INTRODUCTION: Simply defined, theology is the study of God; who He is and what He does. For many Christians theology is somewhat mysterious; it suggests ideas and concepts that are deep, profound, and often confusing.

The doctrines that comprise theology basically consist of statements about God's character and will in human history. The purpose of theological study should be to increase our knowledge of God. However, the ultimate goal of increasing our knowledge of God should be Christian lives characterized by growth in obedience to God's revealed will.

In the passage we are studying, Paul clearly connected the practical, behavioral exhortations in 2:2-10 with the profound theological statement of 2:11-15. For instance, Paul's specific behavioral exhortations are clearly referred to as "what is in accord with sound doctrine." In other words, Paul's use of "for" in v.11 indicates the logical connection between the practical/behavioral exhortations and his forthcoming theological statements.

The major truth I desire to convey today is the fact (absolute fact) that God's Grace Makes a difference, unlike anything else, as it pertains to my life; morally, spiritually, emotionally, mentally, etc.

It is God's glorious plan to demonstrate His saving power through His saved people.
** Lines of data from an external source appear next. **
use ratatui::style::Color;

const fn rgb(hex: u32) -> Color {
    Color::Rgb((hex >> 16) as u8, (hex >> 8) as u8, hex as u8)
}

/// Color scheme for the presentation layer. Passed down explicitly; the
/// engine never sees it.
#[derive(Debug, Clone, Copy, PartialEq)]
pub struct Theme {
    pub name: &'static str,
    pub fg: Color,
    pub untyped: Color,
    pub correct: Color,
    pub incorrect: Color,
    pub cursor: Color,
    pub result_bg: Color,
    /// Streak tier colors, level 1 through 7.
    pub streak: [Color; 7],
}

pub const TOKYO_NIGHT: Theme = Theme {
    name: "tokyo_night",
    fg: rgb(0xa9b1d6),
    untyped: rgb(0x565f89),
    correct: rgb(0x9ece6a),
    incorrect: rgb(0xf7768e),
    cursor: rgb(0x7aa2f7),
    result_bg: rgb(0x292e42),
    streak: [
        rgb(0x2ac3de),
        rgb(0x9ece6a),
        rgb(0xe0af68),
        rgb(0xff9e64),
        rgb(0xf7768e),
        rgb(0xbb9af7),
        rgb(0xff007c),
    ],
};

pub const DRACULA: Theme = Theme {
    name: "dracula",
    fg: rgb(0xf8f8f2),
    untyped: rgb(0x6272a4),
    correct: rgb(0x50fa7b),
    incorrect: rgb(0xff5555),
    cursor: rgb(0x6272a4),
    result_bg: rgb(0x44475a),
    streak: [
        rgb(0x8be9fd),
        rgb(0x50fa7b),
        rgb(0xf1fa8c),
        rgb(0xffb86c),
        rgb(0xff5555),
        rgb(0xbd93f9),
        rgb(0xff79c6),
    ],
};

pub const MONOKAI: Theme = Theme {
    name: "monokai",
    fg: rgb(0xf8f8f2),
    untyped: rgb(0x75715e),
    correct: rgb(0xa6e22e),
    incorrect: rgb(0xf92672),
    cursor: rgb(0x66d9ef),
    result_bg: rgb(0x3e3d32),
    streak: [
        rgb(0x66d9ef),
        rgb(0xa6e22e),
        rgb(0xe6db74),
        rgb(0xfd971f),
        rgb(0xf92672),
        rgb(0xae81ff),
        rgb(0xf92672),
    ],
};

pub const NORD: Theme = Theme {
    name: "nord",
    fg: rgb(0xeceff4),
    untyped: rgb(0x4c566a),
    correct: rgb(0xa3be8c),
    incorrect: rgb(0xbf616a),
    cursor: rgb(0x88c0d0),
    result_bg: rgb(0x3b4252),
    streak: [
        rgb(0x81a1c1),
        rgb(0xa3be8c),
        rgb(0xebcb8b),
        rgb(0xd08770),
        rgb(0xbf616a),
        rgb(0xb48ead),
        rgb(0xbf616a),
    ],
};

pub const ALL_THEMES: [Theme; 4] = [TOKYO_NIGHT, DRACULA, MONOKAI, NORD];

impl Theme {
    pub fn by_name(name: &str) -> Option<Theme> {
        ALL_THEMES.iter().find(|t| t.name == name).copied()
    }

    /// Color for a streak tier; level 0 is the plain foreground.
    pub fn streak_color(&self, level: usize) -> Color {
        if level == 0 {
            self.fg
        } else {
            self.streak[level.min(self.streak.len()) - 1]
        }
    }
}
use crate::fire;
use crate::samples;
use crate::session::TypingSession;
use crate::stats::{DailyAverage, SessionRecord, StatsDb};
use crate::theme::Theme;
use chrono::{DateTime, Local};

#[derive(Debug, Clone, Copy, PartialEq, Eq)]
pub enum AppState {
    Typing,
    Results,
    Stats,
}

/// Data the stats view renders, captured when the view is opened so
/// repeated renders stay pure.
#[derive(Debug, Clone, Default)]
pub struct StatsSnapshot {
    pub best_wpm: u32,
    pub best_accuracy: u32,
    pub daily: Vec<DailyAverage>,
    pub last_session: Option<DateTime<Local>>,
}

/// Top-level application state: the active session plus everything the
/// screens need around it.
#[derive(Debug)]
pub struct App {
    pub session: TypingSession,
    pub theme: Theme,
    pub state: AppState,
    pub fire_frame: usize,
    /// Personal bests as of the moment the current round completed.
    pub bests: Option<(u32, u32)>,
    pub stats_view: Option<StatsSnapshot>,
    stats_db: Option<StatsDb>,
    custom_target: Option<String>,
    stats_return: AppState,
}

impl App {
    pub fn new(theme: Theme, custom_target: Option<String>) -> Self {
        Self::with_db(theme, custom_target, StatsDb::new().ok())
    }

    /// Construct with an explicit stats store (or none). Tests use this
    /// to point at a tempdir instead of the user's state directory.
    pub fn with_db(theme: Theme, custom_target: Option<String>, stats_db: Option<StatsDb>) -> Self {
        let target = match &custom_target {
            Some(t) => t.clone(),
            None => samples::random_sample().to_string(),
        };

        Self {
            session: TypingSession::new(target),
            theme,
            state: AppState::Typing,
            fire_frame: 0,
            bests: None,
            stats_view: None,
            stats_db,
            custom_target,
            stats_return: AppState::Typing,
        }
    }

    /// Feed one keystroke to the engine. On the transition to complete,
    /// the result is recorded exactly once and the results screen opens.
    pub fn type_char(&mut self, c: char) {
        if self.state != AppState::Typing {
            return;
        }

        if self.session.process_input(c) && self.session.is_complete() {
            self.finish_round();
        }
    }

    fn finish_round(&mut self) {
        let record = SessionRecord::now(self.session.wpm(), self.session.accuracy());

        if let Some(db) = &self.stats_db {
            let _ = db.record_session(&record);
            self.bests = Some((
                db.best_wpm().unwrap_or(record.wpm),
                db.best_accuracy().unwrap_or(record.accuracy),
            ));
        } else {
            self.bests = None;
        }

        self.state = AppState::Results;
    }

    /// Start a new round. A custom target repeats; otherwise a fresh
    /// sample is drawn.
    pub fn new_round(&mut self) {
        let target = match &self.custom_target {
            Some(t) => t.clone(),
            None => samples::random_sample().to_string(),
        };

        self.session = TypingSession::new(target);
        self.state = AppState::Typing;
        self.fire_frame = 0;
        self.bests = None;
    }

    pub fn open_stats(&mut self) {
        let snapshot = match &self.stats_db {
            Some(db) => StatsSnapshot {
                best_wpm: db.best_wpm().unwrap_or(0),
                best_accuracy: db.best_accuracy().unwrap_or(0),
                daily: db.daily_averages(7).unwrap_or_default(),
                last_session: db.last_session_at().unwrap_or(None),
            },
            None => StatsSnapshot::default(),
        };

        self.stats_view = Some(snapshot);
        self.stats_return = self.state;
        self.state = AppState::Stats;
    }

    pub fn close_stats(&mut self) {
        self.stats_view = None;
        self.state = self.stats_return;
    }

    /// Advance the animation clock. Render-only state; the engine is
    /// untouched.
    pub fn on_tick(&mut self) {
        self.fire_frame = self.fire_frame.wrapping_add(1);
    }

    pub fn fire_level(&self) -> usize {
        fire::streak_level(self.session.current_streak())
    }
}
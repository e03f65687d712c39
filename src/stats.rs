use crate::app_dirs::AppDirs;
use chrono::{DateTime, Local};
use rusqlite::{params, Connection, OptionalExtension, Result};
use std::path::{Path, PathBuf};

/// One completed round, as handed over by the app on completion.
#[derive(Debug, Clone)]
pub struct SessionRecord {
    pub wpm: u32,
    pub accuracy: u32,
    pub timestamp: DateTime<Local>,
}

impl SessionRecord {
    pub fn now(wpm: u32, accuracy: u32) -> Self {
        Self {
            wpm,
            accuracy,
            timestamp: Local::now(),
        }
    }
}

/// Mean WPM for one calendar day.
#[derive(Debug, Clone, PartialEq, Eq)]
pub struct DailyAverage {
    /// `YYYY-MM-DD`
    pub date: String,
    pub avg_wpm: u32,
    pub sessions: u32,
}

/// Append-only store of finished sessions, backed by SQLite.
#[derive(Debug)]
pub struct StatsDb {
    conn: Connection,
}

impl StatsDb {
    /// Open (and if needed create) the database at the default location.
    pub fn new() -> Result<Self> {
        let db_path = AppDirs::db_path().unwrap_or_else(|| PathBuf::from("ember_stats.db"));
        Self::open(db_path)
    }

    /// Open a database at an explicit path. Tests point this at a tempdir.
    pub fn open<P: AsRef<Path>>(path: P) -> Result<Self> {
        if let Some(parent) = path.as_ref().parent() {
            std::fs::create_dir_all(parent).map_err(|e| {
                rusqlite::Error::SqliteFailure(
                    rusqlite::ffi::Error::new(rusqlite::ffi::SQLITE_CANTOPEN),
                    Some(format!("Failed to create directory: {}", e)),
                )
            })?;
        }

        let conn = Connection::open(path)?;

        conn.execute(
            r#"
            CREATE TABLE IF NOT EXISTS sessions (
                id INTEGER PRIMARY KEY AUTOINCREMENT,
                wpm INTEGER NOT NULL,
                accuracy INTEGER NOT NULL,
                created_at TEXT NOT NULL
            )
            "#,
            [],
        )?;

        conn.execute(
            "CREATE INDEX IF NOT EXISTS idx_sessions_created_at ON sessions(created_at)",
            [],
        )?;

        Ok(StatsDb { conn })
    }

    pub fn record_session(&self, record: &SessionRecord) -> Result<()> {
        self.conn.execute(
            "INSERT INTO sessions (wpm, accuracy, created_at) VALUES (?1, ?2, ?3)",
            params![record.wpm, record.accuracy, record.timestamp.to_rfc3339()],
        )?;

        Ok(())
    }

    /// Highest WPM across all recorded sessions, 0 when none exist.
    pub fn best_wpm(&self) -> Result<u32> {
        let max: Option<i64> = self
            .conn
            .query_row("SELECT MAX(wpm) FROM sessions", [], |row| row.get(0))?;
        Ok(max.unwrap_or(0) as u32)
    }

    /// Highest accuracy across all recorded sessions, 0 when none exist.
    pub fn best_accuracy(&self) -> Result<u32> {
        let max: Option<i64> = self
            .conn
            .query_row("SELECT MAX(accuracy) FROM sessions", [], |row| row.get(0))?;
        Ok(max.unwrap_or(0) as u32)
    }

    /// Mean WPM per calendar day over the last `days` days, most recent
    /// day first. Days without sessions are simply absent.
    pub fn daily_averages(&self, days: u32) -> Result<Vec<DailyAverage>> {
        // created_at is RFC 3339, so the first ten characters are the
        // local calendar date and sort chronologically as text.
        let cutoff = (Local::now() - chrono::Duration::days(i64::from(days)))
            .format("%Y-%m-%d")
            .to_string();

        let mut stmt = self.conn.prepare(
            r#"
            SELECT
                substr(created_at, 1, 10) AS day,
                AVG(wpm) AS avg_wpm,
                COUNT(*) AS sessions
            FROM sessions
            WHERE substr(created_at, 1, 10) >= ?1
            GROUP BY day
            ORDER BY day DESC
            "#,
        )?;

        let rows = stmt.query_map([cutoff], |row| {
            let date: String = row.get(0)?;
            let avg_wpm: f64 = row.get(1)?;
            let sessions: i64 = row.get(2)?;

            Ok(DailyAverage {
                date,
                avg_wpm: avg_wpm.round() as u32,
                sessions: sessions as u32,
            })
        })?;

        let mut averages = Vec::new();
        for row in rows {
            averages.push(row?);
        }

        Ok(averages)
    }

    /// Timestamp of the most recent session, if any.
    pub fn last_session_at(&self) -> Result<Option<DateTime<Local>>> {
        let created_at: Option<String> = self
            .conn
            .query_row(
                "SELECT created_at FROM sessions ORDER BY created_at DESC LIMIT 1",
                [],
                |row| row.get(0),
            )
            .optional()?;

        Ok(created_at.and_then(|s| {
            DateTime::parse_from_rfc3339(&s)
                .ok()
                .map(|dt| dt.with_timezone(&Local))
        }))
    }
}
use std::sync::mpsc;
use std::time::Duration;

use crossterm::event::{KeyCode, KeyEvent, KeyModifiers};

use ember::app::{App, AppState};
use ember::runtime::{AppEvent, Runner, TestEventSource};
use ember::theme::TOKYO_NIGHT;

// Headless integration using the internal runtime + App without a TTY.
// Verifies that a minimal typing flow completes via Runner/TestEventSource.
#[test]
fn headless_typing_flow_completes() {
    let mut app = App::with_db(TOKYO_NIGHT, Some("hi".to_string()), None);

    let (tx, rx) = mpsc::channel();
    let runner = Runner::new(TestEventSource::new(rx), Duration::from_millis(5));

    for c in ['h', 'i'] {
        tx.send(AppEvent::Key(KeyEvent::new(
            KeyCode::Char(c),
            KeyModifiers::NONE,
        )))
        .unwrap();
    }

    // Drive a tiny event loop until finished (or bounded steps)
    for _ in 0..100u32 {
        match runner.step() {
            AppEvent::Tick => app.on_tick(),
            AppEvent::Resize => {}
            AppEvent::Key(key) => {
                if let KeyCode::Char(c) = key.code {
                    app.type_char(c);
                    if app.session.is_complete() {
                        break;
                    }
                }
            }
        }
    }

    assert!(app.session.is_complete(), "session should have finished");
    assert_eq!(app.state, AppState::Results);
    assert_eq!(app.session.accuracy(), 100);
}

#[test]
fn headless_round_restart() {
    let mut app = App::with_db(TOKYO_NIGHT, Some("ab".to_string()), None);

    app.type_char('a');
    app.type_char('b');
    assert_eq!(app.state, AppState::Results);

    app.new_round();
    assert_eq!(app.state, AppState::Typing);
    assert_eq!(app.session.cursor(), 0);
    assert_eq!(app.session.target(), "ab");

    // the fresh session judges independently of the previous round
    app.type_char('x');
    assert_eq!(app.session.accuracy(), 0);
}

#[test]
fn headless_ticks_never_mutate_the_engine() {
    let mut app = App::with_db(TOKYO_NIGHT, Some("abc".to_string()), None);
    app.type_char('a');

    let (_tx, rx) = mpsc::channel::<AppEvent>();
    let runner = Runner::new(TestEventSource::new(rx), Duration::from_millis(1));

    for _ in 0..20u32 {
        if let AppEvent::Tick = runner.step() {
            app.on_tick();
        }
    }

    assert_eq!(app.session.cursor(), 1);
    assert_eq!(app.session.current_streak(), 1);
    assert!(!app.session.is_complete());
}
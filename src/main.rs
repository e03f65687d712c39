use clap::{error::ErrorKind, CommandFactory, Parser, ValueEnum};
use crossterm::{
    event::{KeyCode, KeyModifiers},
    execute,
    terminal::{disable_raw_mode, enable_raw_mode, EnterAlternateScreen, LeaveAlternateScreen},
    tty::IsTty,
};
use ratatui::{
    backend::{Backend, CrosstermBackend},
    Terminal,
};
use std::{
    error::Error,
    io::{self, stdin},
    time::Duration,
};

use ember::{
    app::{App, AppState},
    config::{ConfigStore, FileConfigStore},
    runtime::{AppEvent, CrosstermEventSource, Runner},
    theme::{Theme, TOKYO_NIGHT},
    ui,
};

/// Animation cadence for the streak fire.
const TICK_RATE_MS: u64 = 150;

/// terminal typing game with streak fire, live wpm, and historical stats
#[derive(Parser, Debug, Clone)]
#[clap(
    version,
    about,
    long_about = "A terminal typing game: type the sample text, watch your streak catch fire, and track words-per-minute and accuracy across sessions."
)]
pub struct Cli {
    /// custom text to type instead of a built-in sample
    #[clap(short = 'p', long)]
    prompt: Option<String>,

    /// color theme (persisted for future runs)
    #[clap(short = 't', long, value_enum)]
    theme: Option<SupportedTheme>,

    /// open the statistics view on startup
    #[clap(long)]
    stats: bool,
}

#[derive(Debug, Copy, Clone, ValueEnum, strum_macros::Display)]
#[strum(serialize_all = "snake_case")]
pub enum SupportedTheme {
    TokyoNight,
    Dracula,
    Monokai,
    Nord,
}

impl SupportedTheme {
    fn as_theme(&self) -> Theme {
        Theme::by_name(&self.to_string()).unwrap_or(TOKYO_NIGHT)
    }
}

fn main() -> Result<(), Box<dyn Error>> {
    let cli = Cli::parse();

    if !stdin().is_tty() {
        let mut cmd = Cli::command();
        cmd.error(ErrorKind::Io, "stdin must be a tty").exit();
    }

    let store = FileConfigStore::new();
    let mut config = store.load();
    if let Some(chosen) = cli.theme {
        config.theme = chosen.to_string();
        let _ = store.save(&config);
    }
    let theme = Theme::by_name(&config.theme).unwrap_or(TOKYO_NIGHT);

    enable_raw_mode()?;
    let mut stdout = io::stdout();
    execute!(stdout, EnterAlternateScreen)?;
    let backend = CrosstermBackend::new(stdout);
    let mut terminal = Terminal::new(backend)?;

    let mut app = App::new(theme, cli.prompt.clone());
    if cli.stats {
        app.open_stats();
    }

    let result = run(&mut terminal, &mut app);

    disable_raw_mode()?;
    execute!(terminal.backend_mut(), LeaveAlternateScreen)?;
    terminal.show_cursor()?;

    result
}

fn run<B: Backend>(terminal: &mut Terminal<B>, app: &mut App) -> Result<(), Box<dyn Error>> {
    let runner = Runner::new(
        CrosstermEventSource::new(),
        Duration::from_millis(TICK_RATE_MS),
    );

    terminal.draw(|f| ui::draw(app, f))?;

    loop {
        match runner.step() {
            AppEvent::Tick => {
                app.on_tick();

                // Redraw on ticks only while a round is live, so the fire
                // and the decaying live WPM keep moving between keystrokes.
                if app.state == AppState::Typing
                    && app.session.started_at().is_some()
                    && !app.session.is_complete()
                {
                    terminal.draw(|f| ui::draw(app, f))?;
                }
            }
            AppEvent::Resize => {
                terminal.draw(|f| ui::draw(app, f))?;
            }
            AppEvent::Key(key) => {
                match key.code {
                    KeyCode::Esc => match app.state {
                        AppState::Stats => app.close_stats(),
                        _ => break,
                    },
                    KeyCode::Enter => {
                        if app.state == AppState::Results {
                            app.new_round();
                        }
                    }
                    KeyCode::Char(c) => {
                        if key.modifiers.contains(KeyModifiers::CONTROL) && c == 'c' {
                            break;
                        }

                        match app.state {
                            AppState::Typing => app.type_char(c),
                            AppState::Results => {
                                if c == 's' {
                                    app.open_stats();
                                }
                            }
                            AppState::Stats => {
                                if c == 'b' {
                                    app.close_stats();
                                }
                            }
                        }
                    }
                    _ => {}
                }
                terminal.draw(|f| ui::draw(app, f))?;
            }
        }
    }

    Ok(())
}
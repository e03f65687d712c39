use directories::ProjectDirs;
use std::path::PathBuf;

/// Centralized application directory resolution
pub struct AppDirs;

impl AppDirs {
    pub fn db_path() -> Option<PathBuf> {
        if let Ok(home) = std::env::var("HOME") {
            let state_dir = PathBuf::from(home)
                .join(".local")
                .join("state")
                .join("ember");
            Some(state_dir.join("stats.db"))
        } else {
            ProjectDirs::from("", "", "ember")
                .map(|proj_dirs| proj_dirs.data_local_dir().join("stats.db"))
        }
    }

    pub fn config_path() -> Option<PathBuf> {
        ProjectDirs::from("", "", "ember").map(|proj_dirs| proj_dirs.config_dir().join("config.json"))
    }
}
The sovereign purpose of all exhortations to holy living in Scripture is to honor and glorify God through the righteous living of His people, leading to the salvation of more sinners.

I. THE GRACE OF GOD. v11

God's grace toward us is based solely on His love and our total inability to meet God's standards. God's grace is a gift we do not deserve and cannot earn. Without God's grace, there can be no salvation since grace is fundamental to salvation. (Eph. 2:4-9).

God's grace is His unmerited, unearned, undeserved favor toward wicked, unworthy sinner ...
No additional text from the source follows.